- Born: March 10, 1893 New York, New York
- Died: December 25, 1962 (aged 69)
- Occupations: Sculptor, Painter, Poet, Photographer, Socialite

= Emily Winthrop Miles =

American painter, sculptor, poet and photographer

Emily Winthrop Miles (1893–1962) was an American painter, sculptor, poet, photographer and one of the contributors to the Audubon Sharon, which consists of the Sharon Audubon Center and the Emily Winthrop Miles Wildlife Sanctuary. She was also an avid collector of a wide range of glass and ceramics, her 948 pieces-of 18th Century glass and ceramics was donated to the Brooklyn Museum.

==Biography==
She was a direct descendant of John Winthrop and the daughter of Grenville Lindall Winthrop, a Wall Street banker, and Mary Tallmadge Trevor Winthrop. Emily Winthrop grew up in New York City and at Groton Place, her family estate in Lenox, Massachusetts. She was noted in her community as an avid dog lover and an expert judge of Pekinese. She studied sculpture with Daniel Chester French, as well as with some of the best known women sculptors of the day, Abastenia St. Leger Eberle, Brenda Putnam and Harriet Frishmuth.

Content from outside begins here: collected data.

/// Transient marker where the last pointer landed.
#[derive(Debug, Clone, Copy, PartialEq, Serialize)]
#[serde(rename_all = "camelCase")]
pub struct ClickFeedback {
    pub point: NormalizedPoint,
    pub kind: FeedbackKind,
}

#[derive(Debug, Clone, PartialEq, Eq)]
pub enum PointerOutcome {
    /// Not playing, a win is pending, or the pointer hit the blank margin.
    Ignored,
    Hit {
        target_id: String,
        score: u32,
        board_cleared: bool,
    },
    Miss {
        score: u32,
    },
}

#[derive(Debug, Clone, Copy, PartialEq, Eq)]
pub enum TickOutcome {
    Ignored,
    Running { time_left: u32 },
    Expired,
}

#[derive(Debug, Default)]
struct ArmedTimers {
    countdown: Option<TimerId>,
    hint: Option<TimerId>,
    feedback: Option<TimerId>,
    win: Option<TimerId>,
    reveal: Option<TimerId>,
}

impl ArmedTimers {
    fn slot(&mut self, kind: TimerKind) -> &mut Option<TimerId> {
        match kind {
            TimerKind::CountdownTick => &mut self.countdown,
            TimerKind::HintExpiry => &mut self.hint,
            TimerKind::FeedbackClear => &mut self.feedback,
            TimerKind::WinTransition => &mut self.win,
            TimerKind::ResultReveal => &mut self.reveal,
        }
    }

    fn drain(&mut self) -> impl Iterator<Item = TimerId> {
        [
            self.countdown.take(),
            self.hint.take(),
            self.feedback.take(),
            self.win.take(),
            self.reveal.take(),
        ]
        .into_iter()
        .flatten()
    }
}

/// The session state machine. Synchronous and free of I/O except for the
/// injected [`Persistence`]; every delayed effect goes through `S`.
pub struct GameMachine<S: Scheduler> {
    config: GameConfig,
    store: Persistence,
    scheduler: S,
    rng: StdRng,
    timers: ArmedTimers,

    phase: GamePhase,
    difficulty: Difficulty,
    style: ArtStyle,
    token: Option<SessionToken>,
    scene: Option<SceneImage>,
    targets: Vec<Target>,
    score: u32,
    time_left: u32,
    hints_left: u32,
    active_hint: Option<NormalizedPoint>,
    feedback: Option<ClickFeedback>,
    error_message: Option<String>,
    win_pending: bool,
    result_overlay_visible: bool,
    score_submitted: bool,
    upsell_visible: bool,
}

“In September 1924, Emily Winthrop eloped with the 33 year-old widowed estate chauffeur, Corey Lucian Miles (1891–1960), along with her sister, Kate, who eloped with Darwin Morse, formerly the Groton Place poulterer.” The four were married in Stockbridge and then moved to Santa Barbara, California before returning to Massachusetts a few years later.

==Work==
Miles work can be found in art collections;
- Montclair Art Museum, Montclair, New Jersey
- Faces in American Art, 1957 exhibit, The Metropolitan Museum of Art, New York, New York
- Harvard University, Harvard Art Museums, Fogg Museum, Cambridge, Massachusetts
- Museum of Fine Arts, Springfield, Massachusetts
- Southern Vermont Art Center, Manchester, Vermont
- City University of New York, New York, New York

=== Collections ===
The Brooklyn Museum has a Emily Winthrop Miles Collection, bestowed in 1962 after her death and a Emily Winthrop Miles Fund. The collection features primarily 18th century Wedgwood decorative art pottery. She was also known to collect 18th and 19th century glass, 18th century drawings and paintings by John Gould, Auguste Rodin, Alexander Calder and John James Audubon and his son, John Woodhouse Audubon.